FRANKFURT : Germany 's Bayer is considering whether to bid for the animal health unit of Pfizer should the world's larg
Published August 7, 2011

uploadFRANKFURT: Germany's Bayer is considering whether to bid for the animal health unit of Pfizer should the world's largest drug-maker divest a business valued at as much as $16 billion.

"If it is up for sale, we will have a look at it," Bayer Chief Executive Marijn Dekkers told German business weekly WirtschaftsWoche.

Animal health is a lucrative market since people in developed economies spend a lot on their pets. Moreover, in comparison to human drugs, the business is not as strictly regulated.

Pfizer's animal health business develops products for livestock and pets, and operates in more than 60 countries. It posted revenue of about $3.6 billion last year, making it one of the world's largest in the field. Analysts put the value of the business at $10 billion to $16 billion.

Bayer had net financial debt excluding pension liabilities of 7.40 billion euros at the end of the June, which is some 300 million euros more than it earned last year before interest, taxes, depreciation, amortisation and special items.

Dekkers said the group was also looking for possible targets in agro business and genetically modified food technology.

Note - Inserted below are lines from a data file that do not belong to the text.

//! Resizable panel space of `panel2.cfg`.

use glam::{DVec2, DVec3};
use serde::{Deserialize, Serialize};

use super::{PanelRect, PanelSpace, ViewportState};
use crate::cfg::Color24;

/// Pixel-to-world calibration of one panel, fixed once `[This]` is read.
#[derive(Debug, Clone, PartialEq, Serialize, Deserialize)]
pub struct PanelCalibration {
    /// Pixels per panel width
    pub resolution: f64,
    /// Left pan bound, pixels
    pub left: f64,
    /// Right pan bound
    pub right: f64,
    /// Top pan bound
    pub top: f64,
    /// Bottom pan bound
    pub bottom: f64,
    /// Pixel that appears at the screen centre
    pub center: DVec2,
    /// Pixel the driver looks at
    pub origin: DVec2,
    /// Size of the background bitmap, 0 until it is registered
    pub bitmap_width: f64,
    /// Height of the background bitmap
    pub bitmap_height: f64,
    /// Color key of the background image
    pub transparent_color: Color24,
}

impl Default for PanelCalibration {
    fn default() -> Self {
        Self {
            resolution: 1024.0,
            left: 0.0,
            right: 1024.0,
            top: 0.0,
            bottom: 1024.0,
            center: DVec2::new(0.0, 512.0),
            origin: DVec2::new(0.0, 512.0),
            bitmap_width: 0.0,
            bitmap_height: 0.0,
            transparent_color: Color24::BLUE,
        }
    }
}

/// [`PanelSpace`] of a calibrated panel.
#[derive(Debug, Clone, Copy)]
pub struct CalibratedSpace<'a> {
    /// Calibration read from `[This]`
    pub calibration: &'a PanelCalibration,
    /// Screen and field of view
    pub viewport: ViewportState,
    /// Driver eye position relative to the car
    pub driver: DVec3,
}

impl<'a> CalibratedSpace<'a> {
    /// Space for one calibrated panel.
    pub fn new(calibration: &'a PanelCalibration, viewport: ViewportState, driver: DVec3) -> Self {
        Self {
            calibration,
            viewport,
            driver,
        }
    }

    /// World size of the panel; the frame aspect is the screen's.
    pub fn world_size(&self) -> DVec2 {
        self.viewport.world_size(self.viewport.aspect_ratio)
    }
}

impl PanelSpace for CalibratedSpace<'_> {
    fn project(&self, rect: &PanelRect) -> (DVec2, DVec2) {
        let c = self.calibration;
        let aspect = self.viewport.aspect_ratio;
        let res = c.resolution;

        let mut x0 = rect.left / res;
        let mut x1 = (rect.left + rect.width) / res;
        let mut y0 = (c.bottom - rect.top) / res * aspect;
        let mut y1 = (c.bottom - (rect.top + rect.height)) / res * aspect;

        let xd = 0.5 - c.center.x / res;
        x0 += xd;
        x1 += xd;

        let yt = c.bottom - res / aspect;
        let yd = (c.center.y - yt) / (c.bottom - yt) - 0.5;
        y0 += yd;
        y1 += yd;

        let world = self.world_size();
        (
            DVec2::new(
                (x0 - 0.5) * world.x + self.driver.x,
                (y0 - 0.5) * world.y + self.driver.y,
            ),
            DVec2::new(
                (x1 - 0.5) * world.x + self.driver.x,
                (y1 - 0.5) * world.y + self.driver.y,
            ),
        )
    }

    fn driver(&self) -> DVec3 {
        self.driver
    }
}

"We thinking more in terms of smaller acquisitions," he told the magazine in an interview that will be published on Monday.

The Bayer CEO called a possible mega-merger between his pharma division and a rival as a theoretical option that was more attractive than an outright acquisition.

"Current prices for big transactions make it very difficult to recoup your investment, so a merger among equals is much more elegant," he said.

"I won't speculate on names. I know all CEOs of the major pharma companies and enjoy speaking to all of them about industry topics."

Bayer is bracing for impacts on its bottom line from the loss of patents on its popular Yaz and Yasmin families of birth control pills, which Dekkers anticipates will lead to a single digit percentage decline in global sales of the pills starting this year.

By 2013, he is aiming for robust organic growth in Bayer's drugs business, when stroke treatment Xarelto along with two or three other medications should hit the market.

Dekkers said he expects cancer drug Alpharadin to generate peak sales in the "several hundreds of millions of euros".